Does the project profession have the skills needed to deliver 4IR technologies?
David Whitmore
Strategic Adviser at MI-GSO|PCUBED. Passionate about helping the UK improve its delivery of major infrastructure projects to deliver our ambitious social goals for the future.
The APM is starting a conversation on the key issues affecting the future of the project management profession. The first question is about the challenge of the Fourth Industrial Revolution. In this article I offer some thoughts about the skills needed by project managers confronted by the opportunities presented by these new technologies. You can find out more on the web site.
4IR technologies hold tremendous potential for project delivery: Digital Twins, BIM, Project Lifecycle Management, Collaborative Working Environments can all deliver significant benefits and when combined the potential is huge. However, traditional project management skills are exactly the wrong skills to embrace this opportunity. Strict contractual relationships drive combative behaviours (and separation between systems), adoption of standard project management systems (often imported from other industries) create waste that is magnified by electronic systems and waterfall delivery models prevent the new benefits being taken when they become available.

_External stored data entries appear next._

//! Template builders for the prose sections and the slide outline.
//!
//! Every builder filters blank bullet entries first. A field that is empty
//! after filtering contributes an empty string to its template unless the
//! builder names an explicit fallback phrase.

use pitchcraft_core::entities::StartupData;
use pitchcraft_core::enums::BulletField;
use rand::Rng;

use crate::tables::{ACTION_VERBS, SLIDE_BOILERPLATE};

const TAGLINE_TARGET_FALLBACK: &str = "businesses";
const BENEFIT_FALLBACK: &str = "innovative solutions";
const UNIQUE_VALUE_FALLBACK: &str = "cutting-edge technology";

/// Join the non-blank entries of `field`, optionally keeping only the first `limit`.
fn join_filled(data: &StartupData, field: BulletField, sep: &str, limit: Option<usize>) -> String {
    let entries = data.filled(field);
    let kept: Vec<&str> = match limit {
        Some(n) => entries.take(n).collect(),
        None => entries.collect(),
    };
    kept.join(sep)
}

/// Three-paragraph investor pitch naming the startup twice.
#[must_use]
pub fn build_elevator_pitch(data: &StartupData) -> String {
    let name = &data.name;
    let problems = join_filled(data, BulletField::Problem, ", ", None);
    let solutions = join_filled(data, BulletField::Solution, " and ", None);
    let targets = join_filled(data, BulletField::Target, " and ", None);
    let unique = join_filled(data, BulletField::Unique, " and ", Some(2));

    format!(
        "{name} addresses the critical challenge of {problems} by {solutions}. \n\n\
         We're targeting {targets} who are currently struggling with inefficient alternatives. \
         Our unique approach delivers measurable results through {unique}.\n\n\
         With a growing market opportunity and proven demand, {name} is positioned to capture \
         significant market share while solving real problems for our customers. \
         We're seeking investment to scale our solution and expand our reach."
    )
}

/// Pick a tagline verb uniformly from [`ACTION_VERBS`].
pub fn choose_action_verb<R: Rng + ?Sized>(rng: &mut R) -> &'static str {
    let verb = ACTION_VERBS[rng.gen_range(0..ACTION_VERBS.len())];
    tracing::trace!(verb, "chose tagline verb");
    verb
}

/// `"<verb> <first target or 'businesses'> with <name>"`.
#[must_use]
pub fn build_tagline(data: &StartupData, verb: &str) -> String {
    let target = data
        .first_filled(BulletField::Target)
        .unwrap_or(TAGLINE_TARGET_FALLBACK);
    format!("{verb} {target} with {}", data.name)
}

#[must_use]
pub fn build_value_proposition(data: &StartupData) -> String {
    let benefit = data
        .first_filled(BulletField::Solution)
        .unwrap_or(BENEFIT_FALLBACK);
    let unique_value = data
        .first_filled(BulletField::Unique)
        .unwrap_or(UNIQUE_VALUE_FALLBACK);

    format!(
        "{} delivers {benefit} through {unique_value}, enabling our customers to achieve their \
         goals faster and more efficiently than ever before. Unlike traditional alternatives, we \
         provide a seamless experience that reduces costs while increasing productivity and \
         satisfaction.",
        data.name
    )
}

/// Eight slide bullets: four drawn from the input, four fixed.
#[must_use]
pub fn build_slide_points(data: &StartupData) -> Vec<String> {
    let mut points = vec![
        format!(
            "Problem: {}",
            join_filled(data, BulletField::Problem, " and ", Some(2))
        ),
        format!(
            "Solution: {}",
            join_filled(data, BulletField::Solution, " and ", Some(2))
        ),
        format!(
            "Market Opportunity: Large and growing target market of {}",
            join_filled(data, BulletField::Target, " and ", None)
        ),
        format!(
            "Competitive Advantage: {}",
            join_filled(data, BulletField::Unique, " and ", Some(2))
        ),
    ];
    points.extend(SLIDE_BOILERPLATE.iter().map(ToString::to_string));
    points
}
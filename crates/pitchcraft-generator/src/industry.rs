//! Keyword-based industry classification.

use pitchcraft_core::entities::StartupData;
use pitchcraft_core::enums::Industry;

use crate::tables::INDUSTRY_KEYWORDS;

/// Classify a startup by plain substring search over its text.
///
/// The name and every bullet entry (blank ones included) are joined with
/// spaces and lowercased. The first industry in [`INDUSTRY_KEYWORDS`] with any
/// keyword contained in that text wins; with no match the result is
/// [`Industry::Tech`].
#[must_use]
pub fn detect_industry(data: &StartupData) -> Industry {
    let haystack = haystack(data);

    let industry = INDUSTRY_KEYWORDS
        .iter()
        .find(|(_, keywords)| keywords.iter().any(|keyword| haystack.contains(keyword)))
        .map_or_else(Industry::default, |(industry, _)| *industry);

    tracing::debug!(%industry, "detected industry");
    industry
}

fn haystack(data: &StartupData) -> String {
    std::iter::once(&data.name)
        .chain(&data.problem)
        .chain(&data.solution)
        .chain(&data.target)
        .chain(&data.unique)
        .map(String::as_str)
        .collect::<Vec<_>>()
        .join(" ")
        .to_lowercase()
}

In my view using traditional PM approaches with 4IR technologies risks a result I call Digitally Enhanced Failure whereby data builds up at manual interfaces, waste is multiplied and decision making is confused by a mass of unhelpful data. So, what new skills do project managers need to take advantage of 4IT technologies?
1. Collaboration: At its heart the 4IR technologies enable collaboration between organisations. To do this they require shared data (based on the product breakdown structure), concurrent processes and most importantly collaborative behaviours. The key skills that enable this are systems engineering and relational leadership. I’ll say more in a separate post on relational leadership, but without people adopting the right behaviours, sharing of common data in concurrent processes simply won’t work, however excellent a piece of systems engineering those systems may be. Finally, the software selected needs to be proven and have an open architecture to enable integration. This often means adopting n- 1th generation systems.
2. Lean: The rule of process automation is to first lean out the As-Is process design, then digitise the data, then automate the processes. Very often when mobilising projects the first step is missed and the next two simply generate too much useless data, too quickly … Digitally Enhanced Failure. To take advantage of the 4IR, project managers need to be experts in lean: on a mission to make their process design as efficient as possible before they even start thinking about digital systems.
3. Agile: Unsurprisingly perhaps, the third key skill comes from the digital world. Agile is not just for software design. Many companies are now using Agile to deliver whole platforms (e.g. SAAB’s Gripen E fighter jet). In large projects, Agile means thinking big, but starting small and incrementally delivering the full solution. Delivering benefit to the investor early by taking advantage of 4IR design technology which allows us to modularise the design, deliver a minimum viable product early and build features in during build and operation until full capability is delivered.
Senior Project Manager
5 年You've described everything that would be covered by a good pm
Full-time voluntary worker!
5 年Thanks David. A thought provoking article. So we in the Project Controls community need to be thinking ahead or we may get left behind.